When those voices are from within Trump's own party, there can be no claim of bias.

The fact is that the only republicans who are willing to speak out are the ones who admit to themselves that their financial backers will abandon them for speaking the truth.

The additional fact that these few voices of truth feel they cannot get reelected due to the loss of financial support they will incur speaking such truths, merely evidences the failures of the system which gives corporates such leverage over candidates.

(The article contains a link to the full speech transcript -- there's more!)

From the article linked below:

[Jeff] Flake's speech Wednesday -- regardless of his motives -- was a powerful rejection of the "fake news/"alternative facts" era that Trump's candidacy -- and presidency -- has ushered in......
I read through it and plucked out 20 of the most damning lines directed at Trump.

1. "For without truth, and a principled fidelity to truth and to shared facts, Mr. President, our democracy will not last."
Flake, right from the start of the speech, is talking about BIG stuff -- like the future of democracy. And, he's right: Without an agreed-upon set of truths -- and a group of people trusted to fairly judge whether people adhere to those truths or not -- democracy starts to fall apart.

2. "2017 was a year which saw the truth -- objective, empirical, evidence-based truth -- more battered and abused than any other in the history of our country, at the hands of the most powerful figure in our government."
As of last week, President Trump had said more than 2,000 things that were either totally false or misleading, according to a count kept by the Washington Post. That's more than 5.5 factually inaccurate or incorrect statements a day. Every day.

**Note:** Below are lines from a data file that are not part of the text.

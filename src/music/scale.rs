//! Equal-tempered pitch scale.

/// An equal-tempered 12-tone scale anchored on a tuning reference.
///
/// Semitone 0 is the A two octaves below the tuning pitch (A2 for the default
/// A4 = 440 Hz tuning), so the base frequency is `tuning / 4`. Semitones are
/// signed reals: negative values reach below the reference, and fractional
/// values are valid (e.g. for an LFO-perturbed pitch).
///
/// # Examples
///
/// ```
/// use klang::Scale;
///
/// let scale = Scale::default();
/// assert_eq!(scale.base_frequency(), 110.0);
///
/// // 24 semitones above A2 is A4, the tuning pitch itself.
/// assert!((scale.frequency_from_semitone(24.0) - 440.0).abs() < 1e-9);
/// ```
#[derive(Debug, Clone, Copy, PartialEq)]
pub struct Scale {
    tuning_hz: f64,
}

impl Scale {
    /// Creates a scale with the given tuning reference in Hz.
    pub fn new(tuning_hz: f64) -> Self {
        Self { tuning_hz }
    }

    /// The frequency of semitone 0, two octaves below the tuning pitch.
    pub fn base_frequency(&self) -> f64 {
        self.tuning_hz / 4.0
    }

    /// Converts a signed (possibly fractional) semitone offset to Hz.
    ///
    /// Pure and defined for all real inputs.
    ///
    /// # Examples
    ///
    /// ```
    /// use klang::Scale;
    ///
    /// let scale = Scale::new(440.0);
    /// let a2 = scale.frequency_from_semitone(0.0);
    /// let a3 = scale.frequency_from_semitone(12.0);
    /// assert!((a3 - 2.0 * a2).abs() < 1e-9);
    /// ```
    pub fn frequency_from_semitone(&self, semitone: f64) -> f64 {
        self.base_frequency() * (semitone / 12.0).exp2()
    }
}

impl Default for Scale {
    /// Concert pitch, A4 = 440 Hz.
    fn default() -> Self {
        Self::new(440.0)
    }
}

3. "It was the year in which an unrelenting daily assault on the constitutionally-protected free press was launched by that same White House, an assault that is as unprecedented as it is unwarranted."
It's important to harp on this point from Flake. All White Houses -- and all politicians -- don't love the way the media covers them. They want the coverage to focus much more on what they've done as opposed to what they've failed to do. But, what Trump has done is well beyond that sort of territory. He has embarked on a comprehensive and purposeful attempt to vilify and discredit the media for his own political purposes.

4. "It is a testament to the condition of our democracy that our own president uses words infamously spoken by Josef Stalin to describe his enemies."
This is the line that has drawn the most attention -- and controversy -- from Flake's speech. "Sen. Flake, turn on the news," tweeted Republican National Committee Chair Ronna Romney McDaniel. "It's wall-to-wall with biased coverage against @POTUS. He has every right to push back. Comparing the leader of the free world to murderous dictators is absurd. You've gone too far."

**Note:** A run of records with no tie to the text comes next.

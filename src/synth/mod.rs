//! The voice mixer: active notes and their lifetimes.

use std::sync::Arc;

use rand::RngCore;

use crate::instruments::Instrument;
use crate::music::Scale;

/// Opaque handle to a note registered with a [`Synth`].
///
/// Returned by [`Synth::note_on`] so the caller can release the note later
/// without holding a reference into the synth's note collection.
#[derive(Debug, Clone, Copy, PartialEq, Eq, Hash)]
pub struct NoteId(u64);

/// One sounding note: the lifetime unit of the synthesizer.
///
/// Combines its instrument's tone output with the instrument's envelope.
/// Created by [`Synth::note_on`]; evicted by [`Synth::remove_inactive`] once
/// the envelope reports it inaudible.
#[derive(Clone)]
pub struct ActiveNote {
    id: NoteId,
    instrument: Arc<dyn Instrument>,
    semitone: f64,
    pressed_at: f64,
    released_at: Option<f64>,
}

impl ActiveNote {
    pub fn id(&self) -> NoteId {
        self.id
    }

    pub fn instrument(&self) -> &Arc<dyn Instrument> {
        &self.instrument
    }

    pub fn semitone(&self) -> f64 {
        self.semitone
    }

    pub fn pressed_at(&self) -> f64 {
        self.pressed_at
    }

    pub fn released_at(&self) -> Option<f64> {
        self.released_at
    }

    /// Marks the note released at `time`.
    ///
    /// Calling this twice moves the release point: the later call wins. This
    /// supports re-triggered releases; the envelope always ramps from the ADS
    /// value at the final release time.
    pub fn note_off(&mut self, time: f64) {
        self.released_at = Some(time);
    }

    /// Whether the note still contributes sound at `time`. Unreleased notes
    /// are always alive.
    pub fn is_alive(&self, time: f64) -> bool {
        match self.released_at {
            None => true,
            Some(released_at) => self.instrument.envelope().is_alive(time, released_at),
        }
    }

    /// Tone times envelope amplitude at `time`. Pure: evaluating twice at the
    /// same time yields the same amplitude (noise layers excepted, which
    /// advance the caller's RNG).
    pub fn evaluate(&self, time: f64, scale: &Scale, rng: &mut dyn RngCore) -> f64 {
        let tone = self.instrument.tone(time, scale, self, rng);
        let amplitude = self
            .instrument
            .envelope()
            .amplitude_at(time, self.pressed_at, self.released_at);
        tone * amplitude
    }
}

/// Polyphonic voice mixer.
///
/// Owns the set of currently sounding notes and sums their output. Notes are
/// independent voices: triggering the same pitch twice yields two voices, with
/// no de-duplication. Summation order is irrelevant to the mix.
///
/// # Examples
///
/// ```
/// use std::sync::Arc;
/// use klang::{Adsr, Scale, SimpleInstrument, Synth, Waveform};
/// use rand::SeedableRng;
///
/// let lead = Arc::new(SimpleInstrument::new(
///     "lead",
///     Adsr::new(0.01, 0.05, 0.8, 0.2),
///     Waveform::Triangle,
/// ));
///
/// let mut synth = Synth::new();
/// let mut rng = rand::rngs::StdRng::seed_from_u64(0);
/// let scale = Scale::default();
///
/// let id = synth.note_on(0.0, 12.0, lead);
/// let amp = synth.evaluate(&scale, 0.5, &mut rng);
/// synth.note_off(id, 1.0);
/// synth.remove_inactive(2.0);
/// assert_eq!(synth.evaluate(&scale, 2.0, &mut rng), 0.0);
/// ```
#[derive(Default)]
pub struct Synth {
    notes: Vec<ActiveNote>,
    next_id: u64,
}

impl Synth {
    pub fn new() -> Self {
        Self::default()
    }

    /// Registers a new unreleased note and returns its handle. Always
    /// succeeds.
    pub fn note_on(&mut self, time: f64, semitone: f64, instrument: Arc<dyn Instrument>) -> NoteId {
        let id = NoteId(self.next_id);
        self.next_id += 1;
        self.notes.push(ActiveNote {
            id,
            instrument,
            semitone,
            pressed_at: time,
            released_at: None,
        });
        id
    }

    /// Releases the note with handle `id` at `time`. Unknown or already
    /// evicted handles are ignored.
    pub fn note_off(&mut self, id: NoteId, time: f64) {
        if let Some(note) = self.notes.iter_mut().find(|n| n.id == id) {
            note.note_off(time);
        }
    }

    /// Evicts every note whose envelope has fully decayed at `time`. Call once
    /// per render step to bound memory.
    pub fn remove_inactive(&mut self, time: f64) {
        self.notes.retain(|note| note.is_alive(time));
    }

    /// Sums the output of all sounding notes at `time`. Exactly 0.0 when no
    /// notes are registered.
    pub fn evaluate(&self, scale: &Scale, time: f64, rng: &mut dyn RngCore) -> f64 {
        let mut amp = 0.0;
        for note in &self.notes {
            amp += note.evaluate(time, scale, rng);
        }
        amp
    }

    /// The currently registered notes, in no meaningful order.
    pub fn active_notes(&self) -> &[ActiveNote] {
        &self.notes
    }
}

#[cfg(test)]
mod tests {
    use super::*;
    use crate::envelopes::Adsr;
    use crate::instruments::SimpleInstrument;
    use crate::oscillators::Waveform;
    use rand::SeedableRng;
    use rand::rngs::StdRng;

    fn instrument() -> Arc<dyn Instrument> {
        // attack 0.25, decay 0.25, sustain 0.5, release 0.5
        Arc::new(SimpleInstrument::new(
            "test",
            Adsr::new(0.25, 0.25, 0.5, 0.5),
            Waveform::Sine,
        ))
    }

    fn rng() -> StdRng {
        StdRng::seed_from_u64(42)
    }

    #[test]
    fn test_empty_synth_is_silent() {
        let synth = Synth::new();
        let scale = Scale::default();
        for t in [0.0, 0.5, 100.0] {
            assert_eq!(synth.evaluate(&scale, t, &mut rng()), 0.0);
        }
    }

    #[test]
    fn test_note_on_registers_independent_voices() {
        let mut synth = Synth::new();
        let a = synth.note_on(0.0, 0.0, instrument());
        let b = synth.note_on(0.0, 0.0, instrument());
        assert_ne!(a, b);
        assert_eq!(synth.active_notes().len(), 2);
    }

    #[test]
    fn test_evaluation_is_idempotent() {
        let mut synth = Synth::new();
        synth.note_on(0.0, 7.0, instrument());
        let scale = Scale::default();
        let first = synth.evaluate(&scale, 0.3, &mut rng());
        let second = synth.evaluate(&scale, 0.3, &mut rng());
        assert_eq!(first, second);
    }

    #[test]
    fn test_two_equal_notes_double_amplitude() {
        let scale = Scale::default();
        let mut one = Synth::new();
        one.note_on(0.0, 0.0, instrument());
        let mut two = Synth::new();
        two.note_on(0.0, 0.0, instrument());
        two.note_on(0.0, 0.0, instrument());

        let single = one.evaluate(&scale, 0.3, &mut rng());
        let double = two.evaluate(&scale, 0.3, &mut rng());
        assert!((double - 2.0 * single).abs() < 1e-12);
    }

    #[test]
    fn test_note_off_starts_release() {
        let mut synth = Synth::new();
        let id = synth.note_on(0.0, 0.0, instrument());
        synth.note_off(id, 1.0);
        let note = &synth.active_notes()[0];
        assert_eq!(note.released_at(), Some(1.0));
        assert!(note.is_alive(1.4));
        assert!(!note.is_alive(1.5));
    }

    #[test]
    fn test_note_off_twice_moves_release_point() {
        let mut synth = Synth::new();
        let id = synth.note_on(0.0, 0.0, instrument());
        synth.note_off(id, 1.0);
        synth.note_off(id, 2.0);
        // Overwrite semantics: the later release wins.
        assert_eq!(synth.active_notes()[0].released_at(), Some(2.0));
        assert!(synth.active_notes()[0].is_alive(1.6));
    }

    #[test]
    fn test_remove_inactive_evicts_faded_notes() {
        let mut synth = Synth::new();
        let id = synth.note_on(0.0, 0.0, instrument());
        synth.note_on(0.0, 5.0, instrument());
        synth.note_off(id, 1.0);

        synth.remove_inactive(1.2);
        assert_eq!(synth.active_notes().len(), 2); // still in release window

        synth.remove_inactive(1.5);
        assert_eq!(synth.active_notes().len(), 1); // release over, evicted
    }

    #[test]
    fn test_unreleased_note_is_always_alive() {
        let mut synth = Synth::new();
        synth.note_on(0.0, 0.0, instrument());
        synth.remove_inactive(1e9);
        assert_eq!(synth.active_notes().len(), 1);
    }

    #[test]
    fn test_note_off_unknown_id_is_ignored() {
        let mut synth = Synth::new();
        let id = synth.note_on(0.0, 0.0, instrument());
        synth.remove_inactive(0.0);
        synth.note_off(id, 1.0); // still present, fine
        let mut other = Synth::new();
        other.note_off(id, 1.0); // foreign id, no-op
        assert!(other.active_notes().is_empty());
    }
}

5. "The president has it precisely backward -- despotism is the enemy of the people. The free press is the despot's enemy, which makes the free press the guardian of democracy."
This is a Republican senator -- albeit one who is retiring -- basically calling the Republican President of the United States a "despot." Stunning. Even in an age in which that word has lost almost all meaning.

6. "When a figure in power reflexively calls any press that doesn't suit him "fake news," it is that person who should be the figure of suspicion, not the press."
CORRECT. And, an important point: Trump uses the phrase "fake news" to describe stories he doesn't like. That, of course, doesn't make them fake.

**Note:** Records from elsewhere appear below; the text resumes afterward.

//! The render cursor: steps a song forward and drives the synth.

use rand::RngCore;

use crate::music::Scale;
use crate::song::Song;
use crate::synth::{NoteId, Synth};

/// Steps a [`Song`] forward in wall-clock time, triggering synth note-on and
/// note-off calls for the events that fall in the elapsed window, and
/// evaluating the mixed amplitude at the new time.
///
/// The player is an explicit value, not ambient state: independent renders
/// each own their player. One player renders one song; it is not reusable
/// across songs without being recreated.
///
/// Within one step, every note-on for the window is applied before any
/// note-off, so an event whose start and end both fall in the window is
/// opened and then immediately closed. The trigger test is half-open —
/// strictly after the last rendered time, up to and including the current
/// time — which prevents both double triggers and missed ones; the cursor
/// starts below zero so an event at beat 0 is caught by the first step.
///
/// # Examples
///
/// ```
/// use std::sync::Arc;
/// use klang::{Adsr, Bpm, NoteEvent, Player, Scale, SimpleInstrument, Song, Synth, Track, Waveform};
/// use rand::SeedableRng;
///
/// let lead = Arc::new(SimpleInstrument::new(
///     "lead",
///     Adsr::new(0.01, 0.05, 0.8, 0.2),
///     Waveform::Square,
/// ));
/// let track = Track::new("melody", lead, vec![NoteEvent::new(0.0, 1.0, 0)]);
/// let song = Song::new(Bpm::new(120.0), vec![track]);
///
/// let mut player = Player::new();
/// let mut synth = Synth::new();
/// let mut rng = rand::rngs::StdRng::seed_from_u64(0);
/// let scale = Scale::default();
///
/// let sample_rate = 44100.0;
/// for i in 0..4410 {
///     let t = i as f64 / sample_rate;
///     let _amp = player.step(&song, &mut synth, &scale, t, &mut rng);
/// }
/// ```
pub struct Player {
    last_rendered_time: f64,
    /// Notes opened but not yet closed, with the beat at which each ends.
    open_notes: Vec<(NoteId, f64)>,
}

impl Player {
    pub fn new() -> Self {
        Self {
            // Below any renderable time, so events at t=0 trigger on the
            // first step.
            last_rendered_time: f64::NEG_INFINITY,
            open_notes: Vec::new(),
        }
    }

    /// Advances to `time` and returns the mixed amplitude there.
    ///
    /// `time` must not decrease across calls on one player.
    pub fn step(
        &mut self,
        song: &Song,
        synth: &mut Synth,
        scale: &Scale,
        time: f64,
        rng: &mut dyn RngCore,
    ) -> f64 {
        let window_start = song.bpm.beats_from_seconds(self.last_rendered_time);
        let window_end = song.bpm.beats_from_seconds(time);
        let in_window = |beat: f64| beat > window_start && beat <= window_end;

        // Open every starting event across all tracks first
        for track in &song.tracks {
            for event in &track.events {
                if in_window(event.start_beat) {
                    let pressed_at = song.bpm.seconds_from_beats(event.start_beat);
                    let id = synth.note_on(
                        pressed_at,
                        f64::from(event.semitone),
                        track.instrument.clone(),
                    );
                    self.open_notes.push((id, event.end_beat()));
                }
            }
        }

        // Then close the ones whose end falls in the window
        self.open_notes.retain(|&(id, end_beat)| {
            if in_window(end_beat) {
                synth.note_off(id, song.bpm.seconds_from_beats(end_beat));
                false
            } else {
                true
            }
        });

        synth.remove_inactive(time);
        let amplitude = synth.evaluate(scale, time, rng);
        self.last_rendered_time = time;
        amplitude
    }
}

impl Default for Player {
    fn default() -> Self {
        Self::new()
    }
}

7. "Mr. President, so powerful is the presidency that the damage done by the sustained attack on the truth will not be confined to the President's time in office."
If Trump's presidency ended today, there is NO doubt that his lasting legacy on the office, our politics and our country would be his disdain for facts and his attempts to vilify the media for trying to do its job. The idea -- forwarded by Trump -- that objective truth simply doesn't exist and everything is a matter of opinion and perspective is hugely corrosive for democracy.

8. "Here in America, we do not pay obeisance to the powerful -- in fact, we question the powerful most ardently"
One of my favorite quotes about journalism comes via Finley Peter Dunne: "The job of the newspaper is to comfort the afflicted and afflict the comfortable."

9. "No matter how powerful, no president will ever have dominion over objective reality."
Trump is putting this argument to the test. He may not have dominion over objective reality but he is working very hard to make the case that objective reality doesn't even really exist.

10. "A major difference between politicians and the free press is that the press usually corrects itself when it gets something wrong. Politicians don't."
This is especially true with Trump. While the media has made errors in the Trump era, those mistakes have been addressed and there have been consequences for them. Trump has said more than 2,000 things that are misleading or false and hasn't once apologized for doing so or stopped saying the thing that isn't true.

11. "No longer can we compound attacks on truth with our silent acquiescence. No longer can we turn a blind eye or a deaf ear to these assaults on our institutions."
While much of Flake's speech is meant for Trump, this line is clearly targeted at Flake's Senate colleagues -- many of whom throw up their hands and say nothing every time Trump lies or commits some new outrage. That reaction isn't enough in the face of such an existential threat, according to Flake.

12. "An American president who cannot take criticism -- who must constantly deflect and distort and distract -- who must find someone else to blame -- is charting a very dangerous path."
Trump's thin-skinnedness is somewhat remarkable given that he has spent almost his entire adult life in the public eye.

13. "2018 must be the year in which the truth takes a stand against power that would weaken it."
Flake is actively calling for a revolt against Trump by his own party -- in an election year no less!

14. "Together, united in the purpose to do our jobs under the Constitution, without regard to party or party loyalty, let us resolve to be allies of the truth -- and not partners in its destruction."
I am going to make a prediction here: The Senate won't be throwing aside party loyalty any time soon.

15. "To be very clear, to call the Russia matter a 'hoax' -- as the President has many times -- is a falsehood."
Already in 2018, Trump has sent out three separate tweets deriding the Russia investigation as a "hoax."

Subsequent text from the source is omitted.